--- Data shown Enclosed Below ---

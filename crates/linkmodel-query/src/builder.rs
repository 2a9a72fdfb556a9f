//! Statement builders for INSERT and DELETE.
//!
//! [`InsertStatement`] and [`DeleteStatement`] target any table by name and
//! are used for join-table rows, which have no model of their own.
//! [`InsertBuilder`] inserts a model instance into its own table.

use crate::clause::Where;
use crate::expr::{Dialect, Expr};
use asupersync::{Cx, Outcome};
use linkmodel_core::{Connection, Model, Value};

/// INSERT into an arbitrary table.
#[derive(Debug, Clone)]
pub struct InsertStatement {
    table: String,
    values: Vec<(String, Value)>,
}

impl InsertStatement {
    /// Start an INSERT into `table`.
    pub fn into_table(table: impl Into<String>) -> Self {
        Self {
            table: table.into(),
            values: Vec::new(),
        }
    }

    /// Add a column value.
    pub fn value(mut self, column: impl Into<String>, value: impl Into<Value>) -> Self {
        self.values.push((column.into(), value.into()));
        self
    }

    /// Column/value pairs in insertion order.
    pub fn values(&self) -> &[(String, Value)] {
        &self.values
    }

    /// Build the INSERT SQL and parameters.
    ///
    /// With no columns the row is inserted with `DEFAULT VALUES`.
    pub fn build_with_dialect(&self, dialect: Dialect) -> (String, Vec<Value>) {
        let table = dialect.quote_identifier(&self.table);
        if self.values.is_empty() {
            let sql = match dialect {
                Dialect::Mysql => format!("INSERT INTO {table} () VALUES ()"),
                Dialect::Postgres | Dialect::Sqlite => {
                    format!("INSERT INTO {table} DEFAULT VALUES")
                }
            };
            return (sql, Vec::new());
        }

        let columns: Vec<_> = self
            .values
            .iter()
            .map(|(name, _)| dialect.quote_identifier(name))
            .collect();
        let params: Vec<_> = self.values.iter().map(|(_, v)| v.clone()).collect();
        let placeholders: Vec<_> = (1..=params.len()).map(|i| dialect.placeholder(i)).collect();

        let sql = format!(
            "INSERT INTO {} ({}) VALUES ({})",
            table,
            columns.join(", "),
            placeholders.join(", ")
        );
        (sql, params)
    }

    /// Execute the INSERT and return the driver's last inserted ID.
    pub async fn execute<C: Connection>(
        self,
        cx: &Cx,
        conn: &C,
    ) -> Outcome<i64, linkmodel_core::Error> {
        let (sql, params) = self.build_with_dialect(conn.dialect());
        conn.insert(cx, &sql, &params).await
    }
}

/// DELETE from an arbitrary table.
#[derive(Debug, Clone)]
pub struct DeleteStatement {
    table: String,
    where_clause: Option<Where>,
}

impl DeleteStatement {
    /// Start a DELETE from `table`.
    pub fn from_table(table: impl Into<String>) -> Self {
        Self {
            table: table.into(),
            where_clause: None,
        }
    }

    /// Add a WHERE condition.
    pub fn filter(mut self, expr: Expr) -> Self {
        self.where_clause = Some(match self.where_clause {
            Some(existing) => existing.and(expr),
            None => Where::new(expr),
        });
        self
    }

    /// Build the DELETE SQL and parameters.
    pub fn build_with_dialect(&self, dialect: Dialect) -> (String, Vec<Value>) {
        let mut sql = format!("DELETE FROM {}", dialect.quote_identifier(&self.table));
        let mut params = Vec::new();

        if let Some(where_clause) = &self.where_clause {
            let (where_sql, where_params) = where_clause.build_with_dialect(dialect, 0);
            sql.push_str(" WHERE ");
            sql.push_str(&where_sql);
            params = where_params;
        }

        (sql, params)
    }

    /// Execute the DELETE and return rows affected.
    pub async fn execute<C: Connection>(
        self,
        cx: &Cx,
        conn: &C,
    ) -> Outcome<u64, linkmodel_core::Error> {
        let (sql, params) = self.build_with_dialect(conn.dialect());
        conn.execute(cx, &sql, &params).await
    }
}

/// INSERT query builder for a model instance.
#[derive(Debug)]
pub struct InsertBuilder<'a, M: Model> {
    model: &'a M,
}

impl<'a, M: Model> InsertBuilder<'a, M> {
    /// Create a new INSERT builder for the given model instance.
    pub fn new(model: &'a M) -> Self {
        Self { model }
    }

    /// Build the INSERT SQL and parameters for a dialect.
    pub fn build_with_dialect(&self, dialect: Dialect) -> (String, Vec<Value>) {
        let fields = M::fields();

        // NULL auto-increment keys are left for the database to generate
        let statement = self
            .model
            .to_row()
            .into_iter()
            .filter(|(name, value)| {
                !(value.is_null()
                    && fields
                        .iter()
                        .any(|f| f.column_name == *name && f.auto_increment))
            })
            .fold(InsertStatement::into_table(M::TABLE_NAME), |stmt, (name, value)| {
                stmt.value(name, value)
            });

        statement.build_with_dialect(dialect)
    }

    /// Execute the INSERT and return the inserted ID.
    pub async fn execute<C: Connection>(
        self,
        cx: &Cx,
        conn: &C,
    ) -> Outcome<i64, linkmodel_core::Error> {
        let (sql, params) = self.build_with_dialect(conn.dialect());
        conn.insert(cx, &sql, &params).await
    }
}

--- End of Enclosed Data shown ---

§ Try it:
Please copy, exactly and with nothing else, the lines above beginning at the line that has "return (sql, Vec::new());" and ending with the line that has "let params: Vec<_>".

§ Finished exercise:
            return (sql, Vec::new());
        }

        let columns: Vec<_> = self
            .values
            .iter()
            .map(|(name, _)| dialect.quote_identifier(name))
            .collect();
        let params: Vec<_> = self.values.iter().map(|(_, v)| v.clone()).collect();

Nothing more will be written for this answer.